> [Assignment]: Within the data below, find the string "least" and return each line where it occurs.

> [Provided information]:
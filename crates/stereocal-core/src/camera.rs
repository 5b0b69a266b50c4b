//! Pinhole camera model with configurable radial–tangential distortion.

use serde::{Deserialize, Serialize};

use crate::{Mat3, Pt3, Real, Vec2, Vec3};

/// Pinhole intrinsics with optional skew.
///
/// The corresponding calibration matrix `K` has the form:
///
/// ```text
/// [ fx  skew  cx ]
/// [  0   fy   cy ]
/// [  0    0    1 ]
/// ```
#[derive(Debug, Clone, Copy, PartialEq, Serialize, Deserialize)]
pub struct Intrinsics {
    pub fx: Real,
    pub fy: Real,
    pub cx: Real,
    pub cy: Real,
    pub skew: Real,
}

impl Intrinsics {
    /// Build the 3×3 calibration matrix `K`.
    pub fn k_matrix(&self) -> Mat3 {
        Mat3::new(
            self.fx, self.skew, self.cx, 0.0, self.fy, self.cy, 0.0, 0.0, 1.0,
        )
    }

    /// Construct intrinsics from a 3×3 calibration matrix.
    ///
    /// The matrix is normalised so that `K[2, 2] == 1` and checked against
    /// the standard upper-triangular form. Returns `None` if the structure
    /// does not match within a small tolerance.
    pub fn try_from_k_matrix(k: &Mat3) -> Option<Self> {
        let eps = 1e-9;
        let k33 = k[(2, 2)];
        if k33.abs() < eps {
            return None;
        }
        let k_norm = k / k33;

        if k_norm[(1, 0)].abs() > eps || k_norm[(2, 0)].abs() > eps || k_norm[(2, 1)].abs() > eps {
            return None;
        }

        Some(Self {
            fx: k_norm[(0, 0)],
            skew: k_norm[(0, 1)],
            cx: k_norm[(0, 2)],
            fy: k_norm[(1, 1)],
            cy: k_norm[(1, 2)],
        })
    }
}

/// Lens distortion applied in normalised image coordinates.
///
/// The variant is a configuration choice: it fixes how many coefficients the
/// intrinsic optimizer fits (0, 5 or 8).
#[derive(Debug, Clone, Copy, PartialEq, Serialize, Deserialize)]
pub enum Distortion {
    /// Ideal lens, no distortion parameters.
    None,
    /// Brown–Conrady radial (k1..k3) + tangential (p1, p2) model.
    RadialTangential5 {
        k1: Real,
        k2: Real,
        p1: Real,
        p2: Real,
        k3: Real,
    },
    /// Rational model: radial numerator (k1..k3) and denominator (k4..k6)
    /// plus tangential (p1, p2).
    RadialTangential8 {
        k1: Real,
        k2: Real,
        p1: Real,
        p2: Real,
        k3: Real,
        k4: Real,
        k5: Real,
        k6: Real,
    },
}

impl Distortion {
    /// Number of free coefficients this variant contributes to the
    /// optimizer's parameter vector.
    pub fn num_coefficients(&self) -> usize {
        match self {
            Distortion::None => 0,
            Distortion::RadialTangential5 { .. } => 5,
            Distortion::RadialTangential8 { .. } => 8,
        }
    }

    /// Coefficients in packing order `(k1, k2, p1, p2, k3[, k4, k5, k6])`.
    pub fn coefficients(&self) -> Vec<Real> {
        match *self {
            Distortion::None => Vec::new(),
            Distortion::RadialTangential5 { k1, k2, p1, p2, k3 } => vec![k1, k2, p1, p2, k3],
            Distortion::RadialTangential8 {
                k1,
                k2,
                p1,
                p2,
                k3,
                k4,
                k5,
                k6,
            } => vec![k1, k2, p1, p2, k3, k4, k5, k6],
        }
    }

    /// Rebuild the same variant from a coefficient slice in packing order.
    ///
    /// Panics if `coeffs.len()` does not match the variant; the optimizer
    /// owns the packing and guarantees the length.
    pub fn from_coefficients(template: &Distortion, coeffs: &[Real]) -> Self {
        match template {
            Distortion::None => {
                assert!(coeffs.is_empty(), "no coefficients expected");
                Distortion::None
            }
            Distortion::RadialTangential5 { .. } => {
                assert_eq!(coeffs.len(), 5, "expected 5 distortion coefficients");
                Distortion::RadialTangential5 {
                    k1: coeffs[0],
                    k2: coeffs[1],
                    p1: coeffs[2],
                    p2: coeffs[3],
                    k3: coeffs[4],
                }
            }
            Distortion::RadialTangential8 { .. } => {
                assert_eq!(coeffs.len(), 8, "expected 8 distortion coefficients");
                Distortion::RadialTangential8 {
                    k1: coeffs[0],
                    k2: coeffs[1],
                    p1: coeffs[2],
                    p2: coeffs[3],
                    k3: coeffs[4],
                    k4: coeffs[5],
                    k5: coeffs[6],
                    k6: coeffs[7],
                }
            }
        }
    }

    /// Zero-valued distortion of the same variant.
    pub fn zeroed(&self) -> Self {
        let coeffs = vec![0.0; self.num_coefficients()];
        Self::from_coefficients(self, &coeffs)
    }

    /// Apply distortion to normalised coordinates.
    pub fn distort(&self, x: Real, y: Real) -> (Real, Real) {
        match *self {
            Distortion::None => (x, y),
            Distortion::RadialTangential5 { k1, k2, p1, p2, k3 } => {
                let r2 = x * x + y * y;
                let radial = 1.0 + k1 * r2 + k2 * r2 * r2 + k3 * r2 * r2 * r2;
                let x_t = 2.0 * p1 * x * y + p2 * (r2 + 2.0 * x * x);
                let y_t = p1 * (r2 + 2.0 * y * y) + 2.0 * p2 * x * y;
                (x * radial + x_t, y * radial + y_t)
            }
            Distortion::RadialTangential8 {
                k1,
                k2,
                p1,
                p2,
                k3,
                k4,
                k5,
                k6,
            } => {
                let r2 = x * x + y * y;
                let r4 = r2 * r2;
                let r6 = r4 * r2;
                let radial = (1.0 + k1 * r2 + k2 * r4 + k3 * r6) / (1.0 + k4 * r2 + k5 * r4 + k6 * r6);
                let x_t = 2.0 * p1 * x * y + p2 * (r2 + 2.0 * x * x);
                let y_t = p1 * (r2 + 2.0 * y * y) + 2.0 * p2 * x * y;
                (x * radial + x_t, y * radial + y_t)
            }
        }
    }

    /// Invert the distortion by fixed-point iteration.
    pub fn undistort(&self, x_d: Real, y_d: Real) -> (Real, Real) {
        if matches!(self, Distortion::None) {
            return (x_d, y_d);
        }
        let mut x = x_d;
        let mut y = y_d;
        for _ in 0..10 {
            let (xd, yd) = self.distort(x, y);
            x -= xd - x_d;
            y -= yd - y_d;
        }
        (x, y)
    }
}

/// Pinhole camera: calibration matrix plus lens distortion.
#[derive(Debug, Clone, Copy, PartialEq, Serialize, Deserialize)]
pub struct CameraModel {
    pub intrinsics: Intrinsics,
    pub distortion: Distortion,
}

impl CameraModel {
    /// Project a 3D point in camera coordinates to distorted pixel
    /// coordinates.
    ///
    /// The `z` component of `p_c` must be non-zero.
    pub fn project(&self, p_c: &Pt3) -> Vec2 {
        let x = p_c.x / p_c.z;
        let y = p_c.y / p_c.z;
        let (x_d, y_d) = self.distortion.distort(x, y);

        let k = &self.intrinsics;
        let u = k.fx * x_d + k.skew * y_d + k.cx;
        let v = k.fy * y_d + k.cy;
        Vec2::new(u, v)
    }

    /// Map a measured, distorted pixel to normalised (z = 1) coordinates
    /// with distortion removed.
    ///
    /// Returns `None` if the calibration matrix is singular.
    pub fn pixel_to_normalized(&self, uv: &Vec2) -> Option<Vec2> {
        let k_inv = self.intrinsics.k_matrix().try_inverse()?;
        let p_n = k_inv * Vec3::new(uv.x, uv.y, 1.0);
        let (x, y) = self
            .distortion
            .undistort(p_n.x / p_n.z, p_n.y / p_n.z);
        Some(Vec2::new(x, y))
    }

    /// Map a distorted pixel to the ideal pixel the same `K` would produce
    /// with a perfect lens.
    pub fn undistort_pixel(&self, uv: &Vec2) -> Option<Vec2> {
        let n = self.pixel_to_normalized(uv)?;
        let p = self.intrinsics.k_matrix() * Vec3::new(n.x, n.y, 1.0);
        Some(Vec2::new(p.x / p.z, p.y / p.z))
    }
}

#[cfg(test)]
mod tests {
    use super::*;

    fn test_camera(distortion: Distortion) -> CameraModel {
        CameraModel {
            intrinsics: Intrinsics {
                fx: 800.0,
                fy: 780.0,
                cx: 640.0,
                cy: 360.0,
                skew: 0.0,
            },
            distortion,
        }
    }

    #[test]
    fn k_matrix_round_trip() {
        let intr = test_camera(Distortion::None).intrinsics;
        let k = intr.k_matrix();
        let restored = Intrinsics::try_from_k_matrix(&k).unwrap();
        assert_eq!(restored, intr);
    }

    #[test]
    fn try_from_rejects_non_upper_triangular() {
        let mut k = test_camera(Distortion::None).intrinsics.k_matrix();
        k[(2, 0)] = 0.5;
        assert!(Intrinsics::try_from_k_matrix(&k).is_none());
    }

    #[test]
    fn project_without_distortion_is_linear() {
        let cam = test_camera(Distortion::None);
        let uv = cam.project(&Pt3::new(0.1, -0.05, 1.0));
        assert!((uv.x - (800.0 * 0.1 + 640.0)).abs() < 1e-12);
        assert!((uv.y - (780.0 * -0.05 + 360.0)).abs() < 1e-12);
    }

    #[test]
    fn undistort_inverts_distort_rt5() {
        let dist = Distortion::RadialTangential5 {
            k1: -0.12,
            k2: 0.02,
            p1: 0.001,
            p2: -0.0015,
            k3: 0.0,
        };
        let (xd, yd) = dist.distort(0.2, -0.15);
        let (x, y) = dist.undistort(xd, yd);
        assert!((x - 0.2).abs() < 1e-8);
        assert!((y + 0.15).abs() < 1e-8);
    }

    #[test]
    fn undistort_inverts_distort_rt8() {
        let dist = Distortion::RadialTangential8 {
            k1: 0.1,
            k2: -0.01,
            p1: 0.0005,
            p2: 0.0,
            k3: 0.0,
            k4: 0.05,
            k5: 0.0,
            k6: 0.0,
        };
        let (xd, yd) = dist.distort(-0.1, 0.25);
        let (x, y) = dist.undistort(xd, yd);
        assert!((x + 0.1).abs() < 1e-8);
        assert!((y - 0.25).abs() < 1e-8);
    }

    #[test]
    fn coefficient_packing_round_trips() {
        let dist = Distortion::RadialTangential5 {
            k1: 1.0,
            k2: 2.0,
            p1: 3.0,
            p2: 4.0,
            k3: 5.0,
        };
        let coeffs = dist.coefficients();
        assert_eq!(coeffs, vec![1.0, 2.0, 3.0, 4.0, 5.0]);
        assert_eq!(Distortion::from_coefficients(&dist, &coeffs), dist);
    }

    #[test]
    fn pixel_to_normalized_recovers_projection_input() {
        let cam = test_camera(Distortion::RadialTangential5 {
            k1: -0.1,
            k2: 0.01,
            p1: 0.001,
            p2: -0.001,
            k3: 0.0,
        });
        let p = Pt3::new(0.15, 0.1, 2.0);
        let uv = cam.project(&p);
        let n = cam.pixel_to_normalized(&uv).unwrap();
        assert!((n.x - p.x / p.z).abs() < 1e-8);
        assert!((n.y - p.y / p.z).abs() < 1e-8);
    }
}
//! Mathematical type definitions and small helpers.

use nalgebra::{Isometry3, Matrix3, Matrix3x4, Matrix4, Point2, Point3, Vector2, Vector3};

/// Scalar type used throughout the workspace (currently `f64`).
pub type Real = f64;

/// 2D vector with [`Real`] components.
pub type Vec2 = Vector2<Real>;
/// 3D vector with [`Real`] components.
pub type Vec3 = Vector3<Real>;
/// 2D point with [`Real`] coordinates.
pub type Pt2 = Point2<Real>;
/// 3D point with [`Real`] coordinates.
pub type Pt3 = Point3<Real>;
/// 3×3 matrix with [`Real`] entries.
pub type Mat3 = Matrix3<Real>;
/// 3×4 projection matrix with [`Real`] entries.
pub type Mat34 = Matrix3x4<Real>;
/// 4×4 matrix with [`Real`] entries.
pub type Mat4 = Matrix4<Real>;
/// 3D rigid transform (SE(3)) using [`Real`].
pub type Iso3 = Isometry3<Real>;

/// Convert a 2D point into homogeneous coordinates `(x, y, 1)`.
pub fn to_homogeneous(p: &Pt2) -> Vec3 {
    Vec3::new(p.x, p.y, 1.0)
}

/// Convert a homogeneous vector `(x, y, w)` back to `(x / w, y / w)`.
///
/// The caller is responsible for ensuring that `w != 0`.
pub fn from_homogeneous(v: &Vec3) -> Pt2 {
    Pt2::new(v.x / v.z, v.y / v.z)
}

/// Skew-symmetric cross-product matrix `[v]x` such that `[v]x · w = v × w`.
pub fn skew_symmetric(v: &Vec3) -> Mat3 {
    Mat3::new(0.0, -v.z, v.y, v.z, 0.0, -v.x, -v.y, v.x, 0.0)
}

/// Angle (radians) between two rotation matrices, from the trace of `Ra^T Rb`.
pub fn rotation_angle_between(ra: &Mat3, rb: &Mat3) -> Real {
    let r_diff = ra.transpose() * rb;
    ((r_diff.trace() - 1.0) * 0.5).clamp(-1.0, 1.0).acos()
}

#[cfg(test)]
mod tests {
    use super::*;
    use approx::assert_abs_diff_eq;

    #[test]
    fn skew_matches_cross_product() {
        let v = Vec3::new(1.0, -2.0, 0.5);
        let w = Vec3::new(0.3, 0.7, -1.1);
        let lhs = skew_symmetric(&v) * w;
        let rhs = v.cross(&w);
        assert!((lhs - rhs).norm() < 1e-14);
    }

    #[test]
    fn homogeneous_round_trip() {
        let p = Pt2::new(3.0, -4.0);
        let h = to_homogeneous(&p);
        assert_eq!(from_homogeneous(&h), p);
    }

    #[test]
    fn rotation_angle_of_identity_is_zero() {
        let r = Mat3::identity();
        assert_abs_diff_eq!(rotation_angle_between(&r, &r), 0.0, epsilon = 1e-12);
    }
}
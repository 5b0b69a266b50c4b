//! Checkerboard interior-corner detection.
//!
//! Detection pipeline: Harris corner response over the whole frame,
//! non-maximum suppression, then assignment of the strongest candidates to
//! the expected `rows × cols` grid using the principal axes of the candidate
//! cloud and 1-D k-means along each axis. Detection is all-or-nothing: a
//! frame either yields the full grid or a miss.

use image::GrayImage;
use nalgebra::{Matrix2, SymmetricEigen, Vector2};
use stereocal_core::{Observation, PatternGeometry, Pt2, Real, Result};

use crate::{refine_corners, RefineConfig};

/// Harris sensitivity constant.
const HARRIS_K: Real = 0.04;
/// Candidates kept per expected corner before grid assignment.
const CANDIDATE_FACTOR: usize = 10;

/// Locates the checkerboard grid in grayscale frames.
///
/// The detector owns the target description; every returned observation
/// carries the pattern's canonical object points, index-aligned with the
/// detected corners.
#[derive(Debug, Clone)]
pub struct ChessboardDetector {
    pattern: PatternGeometry,
    refine: RefineConfig,
}

impl ChessboardDetector {
    /// Build a detector for `pattern` with the given refinement criteria.
    pub fn new(pattern: PatternGeometry, refine: RefineConfig) -> Result<Self> {
        refine.validate()?;
        Ok(Self { pattern, refine })
    }

    /// The target this detector searches for.
    pub fn pattern(&self) -> &PatternGeometry {
        &self.pattern
    }

    /// Attempt to extract the full corner grid from one frame.
    ///
    /// Returns `None` on a detection miss; never a partial observation. The
    /// frame is not retained.
    pub fn detect(&self, image: &GrayImage) -> Option<Observation> {
        let need = self.pattern.num_points();
        if image.width() < 8 || image.height() < 8 {
            return None;
        }

        let response = harris_response(image, HARRIS_K, 1);
        let max_r = response
            .values
            .iter()
            .copied()
            .fold(Real::NEG_INFINITY, Real::max)
            .max(0.0);
        if max_r <= 0.0 {
            return None;
        }

        let mut candidates = local_maxima(&response, max_r * 0.01);
        if candidates.len() < need {
            return None;
        }

        candidates.sort_by(|a, b| b.2.partial_cmp(&a.2).unwrap_or(std::cmp::Ordering::Equal));
        candidates.truncate(need * CANDIDATE_FACTOR);

        let mut corners =
            assign_to_grid(&candidates, self.pattern.rows(), self.pattern.cols())?;
        refine_corners(image, &mut corners, &self.refine);

        // Full-length by construction; Observation re-checks the alignment.
        Observation::new(self.pattern.object_points().to_vec(), corners).ok()
    }
}

struct ResponseMap {
    values: Vec<Real>,
    width: usize,
    height: usize,
}

/// Harris corner response with central-difference gradients and a square
/// structure-tensor window.
fn harris_response(image: &GrayImage, k: Real, win_radius: usize) -> ResponseMap {
    let width = image.width() as usize;
    let height = image.height() as usize;
    let mut ix = vec![0.0_f64; width * height];
    let mut iy = vec![0.0_f64; width * height];

    for y in 1..height - 1 {
        for x in 1..width - 1 {
            let gx = image.get_pixel((x + 1) as u32, y as u32)[0] as Real
                - image.get_pixel((x - 1) as u32, y as u32)[0] as Real;
            let gy = image.get_pixel(x as u32, (y + 1) as u32)[0] as Real
                - image.get_pixel(x as u32, (y - 1) as u32)[0] as Real;
            ix[y * width + x] = gx * 0.5;
            iy[y * width + x] = gy * 0.5;
        }
    }

    let mut values = vec![0.0_f64; width * height];
    let r = win_radius as i32;
    for y in win_radius..height - win_radius {
        for x in win_radius..width - win_radius {
            let mut sxx = 0.0;
            let mut sxy = 0.0;
            let mut syy = 0.0;
            for dy in -r..=r {
                for dx in -r..=r {
                    let xx = (x as i32 + dx) as usize;
                    let yy = (y as i32 + dy) as usize;
                    let gx = ix[yy * width + xx];
                    let gy = iy[yy * width + xx];
                    sxx += gx * gx;
                    sxy += gx * gy;
                    syy += gy * gy;
                }
            }
            let det = sxx * syy - sxy * sxy;
            let trace = sxx + syy;
            values[y * width + x] = det - k * trace * trace;
        }
    }

    ResponseMap {
        values,
        width,
        height,
    }
}

/// 3×3 non-maximum suppression above `threshold`, returning `(x, y, score)`.
fn local_maxima(response: &ResponseMap, threshold: Real) -> Vec<(Real, Real, Real)> {
    let mut out = Vec::new();
    for y in 1..response.height - 1 {
        for x in 1..response.width - 1 {
            let r = response.values[y * response.width + x];
            if r <= threshold {
                continue;
            }
            let mut is_max = true;
            'window: for yy in (y - 1)..=(y + 1) {
                for xx in (x - 1)..=(x + 1) {
                    if (xx != x || yy != y) && response.values[yy * response.width + xx] > r {
                        is_max = false;
                        break 'window;
                    }
                }
            }
            if is_max {
                out.push((x as Real, y as Real, r));
            }
        }
    }
    out
}

/// Assign candidates to the `rows × cols` grid.
///
/// Projects the candidate cloud onto its principal axes, clusters each axis
/// with 1-D k-means, then greedily matches the nearest unused candidate to
/// each cluster-centre crossing. The axes are oriented so the output is
/// top-to-bottom, left-to-right for a roughly upright board.
fn assign_to_grid(
    candidates: &[(Real, Real, Real)],
    rows: usize,
    cols: usize,
) -> Option<Vec<Pt2>> {
    let points: Vec<Vector2<Real>> = candidates
        .iter()
        .map(|(x, y, _)| Vector2::new(*x, *y))
        .collect();
    if points.len() < rows * cols {
        return None;
    }

    let mean = points.iter().fold(Vector2::zeros(), |acc, p| acc + p) / points.len() as Real;
    let mut cov = Matrix2::<Real>::zeros();
    for p in &points {
        let d = p - mean;
        cov += d * d.transpose();
    }
    cov /= points.len() as Real;

    let eig = SymmetricEigen::new(cov);
    let (i0, i1) = if eig.eigenvalues[0] >= eig.eigenvalues[1] {
        (0usize, 1usize)
    } else {
        (1usize, 0usize)
    };
    let mut e_col = eig.eigenvectors.column(i0).into_owned();
    let mut e_row = eig.eigenvectors.column(i1).into_owned();
    // Canonical orientation: columns increase with +x, rows with +y.
    if e_col.x < 0.0 {
        e_col = -e_col;
    }
    if e_row.y < 0.0 {
        e_row = -e_row;
    }

    let uv: Vec<(Real, Real)> = points
        .iter()
        .map(|p| {
            let d = p - mean;
            (d.dot(&e_col), d.dot(&e_row))
        })
        .collect();

    let u_vals: Vec<Real> = uv.iter().map(|(u, _)| *u).collect();
    let v_vals: Vec<Real> = uv.iter().map(|(_, v)| *v).collect();
    let mut u_centers = kmeans_1d(&u_vals, cols, 30);
    let mut v_centers = kmeans_1d(&v_vals, rows, 30);
    u_centers.sort_by(|a, b| a.partial_cmp(b).unwrap_or(std::cmp::Ordering::Equal));
    v_centers.sort_by(|a, b| a.partial_cmp(b).unwrap_or(std::cmp::Ordering::Equal));

    let mut used = vec![false; points.len()];
    let mut out = Vec::with_capacity(rows * cols);
    for vc in &v_centers {
        for uc in &u_centers {
            let mut best = None;
            let mut best_cost = Real::INFINITY;
            for (i, (u, v)) in uv.iter().enumerate() {
                if used[i] {
                    continue;
                }
                let cost = (u - uc).powi(2) + (v - vc).powi(2);
                if cost < best_cost {
                    best_cost = cost;
                    best = Some(i);
                }
            }
            let idx = best?;
            used[idx] = true;
            out.push(Pt2::new(points[idx].x, points[idx].y));
        }
    }
    Some(out)
}

/// 1-D k-means used to locate the grid lines along one principal axis.
fn kmeans_1d(values: &[Real], k: usize, iters: usize) -> Vec<Real> {
    let min_v = values.iter().copied().fold(Real::INFINITY, Real::min);
    let max_v = values.iter().copied().fold(Real::NEG_INFINITY, Real::max);
    if k == 1 || (max_v - min_v).abs() < 1e-12 {
        return vec![0.5 * (min_v + max_v); k];
    }

    let mut centers: Vec<Real> = (0..k)
        .map(|i| min_v + i as Real * (max_v - min_v) / (k as Real - 1.0))
        .collect();

    for _ in 0..iters {
        let mut sums = vec![0.0_f64; k];
        let mut counts = vec![0usize; k];
        for &v in values {
            let mut best = 0usize;
            let mut best_dist = (v - centers[0]).abs();
            for (i, &c) in centers.iter().enumerate().skip(1) {
                let d = (v - c).abs();
                if d < best_dist {
                    best_dist = d;
                    best = i;
                }
            }
            sums[best] += v;
            counts[best] += 1;
        }
        for i in 0..k {
            if counts[i] > 0 {
                centers[i] = sums[i] / counts[i] as Real;
            }
        }
    }
    centers
}
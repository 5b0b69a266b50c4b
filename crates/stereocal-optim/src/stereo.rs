//! Stereo extrinsic refinement with fixed intrinsics.

use nalgebra::DVector;
use stereocal_core::{CameraModel, Iso3, Observation, Real};

use crate::intrinsics::{decode_pose, encode_pose};
use crate::NllsProblem;

const POSE_DIM: usize = 6;

/// Joint refinement of the shared relative pose `T_B_A` and the per-view
/// target poses `T_A_target`, holding both camera models fixed.
///
/// Parameter vector: `[rel_pose, pose_0, pose_1, ...]`, each block
/// axis-angle + translation. Residuals stack both cameras' reprojection
/// errors per view: camera A sees the target at `pose_i`, camera B at
/// `rel * pose_i`.
#[derive(Debug, Clone)]
pub struct StereoExtrinsicsProblem {
    camera_a: CameraModel,
    camera_b: CameraModel,
    views_a: Vec<Observation>,
    views_b: Vec<Observation>,
}

impl StereoExtrinsicsProblem {
    pub fn new(
        camera_a: CameraModel,
        camera_b: CameraModel,
        views_a: Vec<Observation>,
        views_b: Vec<Observation>,
    ) -> Self {
        assert_eq!(
            views_a.len(),
            views_b.len(),
            "synchronized views must be index-aligned"
        );
        assert!(!views_a.is_empty(), "need at least one synchronized view");
        for (a, b) in views_a.iter().zip(views_b.iter()) {
            assert_eq!(a.len(), b.len(), "views must observe the same target");
        }
        Self {
            camera_a,
            camera_b,
            views_a,
            views_b,
        }
    }

    pub fn num_views(&self) -> usize {
        self.views_a.len()
    }

    /// Decode into the relative pose and the per-view target poses.
    pub fn decode(&self, x: &DVector<Real>) -> (Iso3, Vec<Iso3>) {
        assert_eq!(x.len(), self.num_params());
        let rel = decode_pose(x, 0);
        let poses = (0..self.num_views())
            .map(|i| decode_pose(x, POSE_DIM * (i + 1)))
            .collect();
        (rel, poses)
    }
}

/// Pack the initial relative pose and per-view target poses.
pub fn pack_stereo_params(rel: &Iso3, poses_a: &[Iso3]) -> DVector<Real> {
    assert!(!poses_a.is_empty(), "need at least one pose");
    let mut x = DVector::zeros(POSE_DIM * (poses_a.len() + 1));
    encode_pose(&mut x, 0, rel);
    for (i, pose) in poses_a.iter().enumerate() {
        encode_pose(&mut x, POSE_DIM * (i + 1), pose);
    }
    x
}

impl NllsProblem for StereoExtrinsicsProblem {
    fn num_params(&self) -> usize {
        POSE_DIM * (self.num_views() + 1)
    }

    fn num_residuals(&self) -> usize {
        self.views_a
            .iter()
            .zip(self.views_b.iter())
            .map(|(a, b)| 2 * (a.len() + b.len()))
            .sum()
    }

    fn residuals(&self, x: &DVector<Real>) -> DVector<Real> {
        let (rel, poses) = self.decode(x);

        let mut r = DVector::zeros(self.num_residuals());
        let mut offset = 0;

        for (view_idx, (view_a, view_b)) in
            self.views_a.iter().zip(self.views_b.iter()).enumerate()
        {
            let pose_a = poses[view_idx];
            let pose_b = rel * pose_a;

            for (pw, uv) in view_a.iter() {
                let proj = self.camera_a.project(&pose_a.transform_point(pw));
                r[offset] = uv.x - proj.x;
                r[offset + 1] = uv.y - proj.y;
                offset += 2;
            }
            for (pw, uv) in view_b.iter() {
                let proj = self.camera_b.project(&pose_b.transform_point(pw));
                r[offset] = uv.x - proj.x;
                r[offset + 1] = uv.y - proj.y;
                offset += 2;
            }
        }

        r
    }
}

#[cfg(test)]
mod tests {
    use super::*;
    use crate::{LmBackend, SolveOptions};
    use nalgebra::{Translation3, UnitQuaternion, Vector3};
    use stereocal_core::synthetic::{project_pattern, sweep_poses};
    use stereocal_core::{Distortion, Intrinsics, PatternGeometry};

    fn camera(fx: Real, cx: Real) -> CameraModel {
        CameraModel {
            intrinsics: Intrinsics {
                fx,
                fy: fx,
                cx,
                cy: 240.0,
                skew: 0.0,
            },
            distortion: Distortion::None,
        }
    }

    #[test]
    fn refinement_recovers_known_baseline() {
        let cam_a = camera(800.0, 320.0);
        let cam_b = camera(810.0, 325.0);
        let pattern = PatternGeometry::new(4, 6, 0.03).unwrap();

        let rel_gt = Iso3::from_parts(
            Translation3::new(0.1, 0.0, 0.0),
            UnitQuaternion::from_scaled_axis(Vector3::new(0.0, -0.02, 0.0)),
        );

        let poses_a = sweep_poses(10, 0.6, 0.05);
        let mut views_a = Vec::new();
        let mut views_b = Vec::new();
        for pose_a in &poses_a {
            views_a.push(project_pattern(&cam_a, pose_a, &pattern).unwrap());
            views_b.push(project_pattern(&cam_b, &(rel_gt * pose_a), &pattern).unwrap());
        }

        let problem = StereoExtrinsicsProblem::new(cam_a, cam_b, views_a, views_b);

        // Perturbed start: wrong baseline and rotation.
        let rel_init = Iso3::from_parts(
            Translation3::new(0.12, 0.01, -0.01),
            UnitQuaternion::identity(),
        );
        let x0 = pack_stereo_params(&rel_init, &poses_a);

        let (x_opt, report) = LmBackend.solve(&problem, x0, &SolveOptions::default());
        let (rel, _) = problem.decode(&x_opt);

        assert!(report.converged, "report: {report:?}");
        assert!(report.final_cost < 1e-10, "cost {}", report.final_cost);
        assert!(
            (rel.translation.vector - rel_gt.translation.vector).norm() < 1e-5,
            "T = {:?}",
            rel.translation.vector
        );
        assert!(rel.rotation.angle_to(&rel_gt.rotation) < 1e-6);

        // Axis-angle parameterization keeps R structurally orthonormal.
        let r = rel.rotation.to_rotation_matrix();
        let rrt = r.matrix() * r.matrix().transpose();
        assert!((rrt - stereocal_core::Mat3::identity()).norm() < 1e-12);
        assert!((r.matrix().determinant() - 1.0).abs() < 1e-12);
    }
}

> [Your response]:
        assert!(!views_a.is_empty(), "need at least one synchronized view");
    assert!(!poses_a.is_empty(), "need at least one pose");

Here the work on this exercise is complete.